Thus the amount by which the training error underestimates the true error depends on how strongly $y_i$ affcts its own prediction. The harder we fit the data, the greater the optimism will be.  

We get the relation:

$$E_y[\text{Err}_\text{in}] = E_y[\bar{\text{err}}] + \frac{2}{N} \sum_{i=1}^N \text{Cov}(\hat{y_i}, y_i)$$

If the model is linear with $d$ parameters, the optimism expression simplifies:
$$\sum_{i=1}^N \text{Cov}(\hat{y_i}, y_i) = d\sigma_\epsilon^2$$

Thus we have:
$$E_y[\text{Err}_\text{in}] = E_y[\bar{\text{err}}] + 2 \frac{d}{N} \sigma^2_\epsilon$$

The optimism increases with the number $d$ of parameters, and decrease when the training size $N$ increase.  
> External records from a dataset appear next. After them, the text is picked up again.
//! Content identity for transaction rows
//!
//! A fingerprint hashes the extracted (date, amount, description) triple, so
//! it survives column reordering and header renames that keep roles intact.

use std::fmt;

use chrono::NaiveDate;
use rust_decimal::Decimal;
use sha2::{Digest, Sha256};

use super::columns::ColumnKeywords;
use super::row::RawRow;
use super::validator::RowValidator;

/// Bytes of the SHA-256 digest kept (128 bits)
const DIGEST_BYTES: usize = 16;

#[derive(Debug, Clone, PartialEq, Eq, Hash)]
pub struct Fingerprint {
    digest: String,
    empty: bool,
}

impl Fingerprint {
    /// Fingerprint of an already-extracted triple
    pub fn from_parts(date: Option<NaiveDate>, amount: Option<Decimal>, description: Option<&str>) -> Self {
        let date = date.map(|d| d.format("%Y-%m-%d").to_string()).unwrap_or_default();
        let amount = amount
            .map(|a| {
                let a = a.round_dp(2);
                // -0.00 hashes as 0.00
                let a = if a.is_zero() { Decimal::ZERO } else { a };
                format!("{:.2}", a)
            })
            .unwrap_or_default();
        let description = description
            .map(|d| d.trim().to_lowercase())
            .unwrap_or_default();

        let empty = date.is_empty() && amount.is_empty() && description.is_empty();
        let input = format!("{}|{}|{}", date, amount, description);

        let mut hasher = Sha256::new();
        hasher.update(input.as_bytes());
        let hash = hasher.finalize();

        Self {
            digest: hex::encode(&hash[..DIGEST_BYTES]),
            empty,
        }
    }

    /// Fingerprint a row using a validator built from the row's own keys
    pub fn of_row(row: &RawRow, keywords: &ColumnKeywords) -> Self {
        let validator = RowValidator::for_row(row, keywords);
        Self::with_validator(row, &validator)
    }

    pub fn with_validator(row: &RawRow, validator: &RowValidator) -> Self {
        let description = validator.description(row);
        Self::from_parts(
            validator.extract_date(row),
            validator.extract_amount(row),
            description.as_deref(),
        )
    }

    pub fn as_str(&self) -> &str {
        &self.digest
    }

    /// True when nothing could be extracted; such fingerprints never match
    pub fn is_empty(&self) -> bool {
        self.empty
    }

    /// Equal and non-empty
    pub fn matches(&self, other: &Fingerprint) -> bool {
        !self.empty && !other.empty && self.digest == other.digest
    }
}

impl fmt::Display for Fingerprint {
    fn fmt(&self, f: &mut fmt::Formatter<'_>) -> fmt::Result {
        f.write_str(&self.digest)
    }
}

/// Same transaction?
///
/// Fingerprints decide when they agree. Otherwise rows with identical key
/// sets match when every value agrees ignoring case and surrounding space.
pub fn rows_match(a: &RawRow, b: &RawRow, keywords: &ColumnKeywords) -> bool {
    let fa = Fingerprint::of_row(a, keywords);
    let fb = Fingerprint::of_row(b, keywords);
    fingerprints_or_values_match(a, &fa, b, &fb)
}

pub(crate) fn fingerprints_or_values_match(a: &RawRow, fa: &Fingerprint, b: &RawRow, fb: &Fingerprint) -> bool {
    fa.matches(fb) || values_match(a, b)
}

fn values_match(a: &RawRow, b: &RawRow) -> bool {
    if a.len() != b.len() {
        return false;
    }
    a.iter().all(|(key, value)| match b.get(key) {
        Some(other) => value.trim().to_lowercase() == other.trim().to_lowercase(),
        None => false,
    })
}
We can estimate the prediction error by estimating the optimum and add it to the training error.  
In-sample error is not usually of direct interest because future $X$ are not likely to coincide with the training set, but it's convenient for model selection

# Estimates of In-Sample Prediction Error

The in-saple estimate form is:

$$\hat{\text{Err}_\text{in}} = \bar{\text{err}} + \hat{\omega}$$

For linear models, we get the $C_p$ statistic:
$$C_p = \bar{err} + 2 \frac{d}{N}\hat{\sigma}_\epsilon^2$$

$\hat{\sigma}_\epsilon^2$ is an estimate of the noise variance.  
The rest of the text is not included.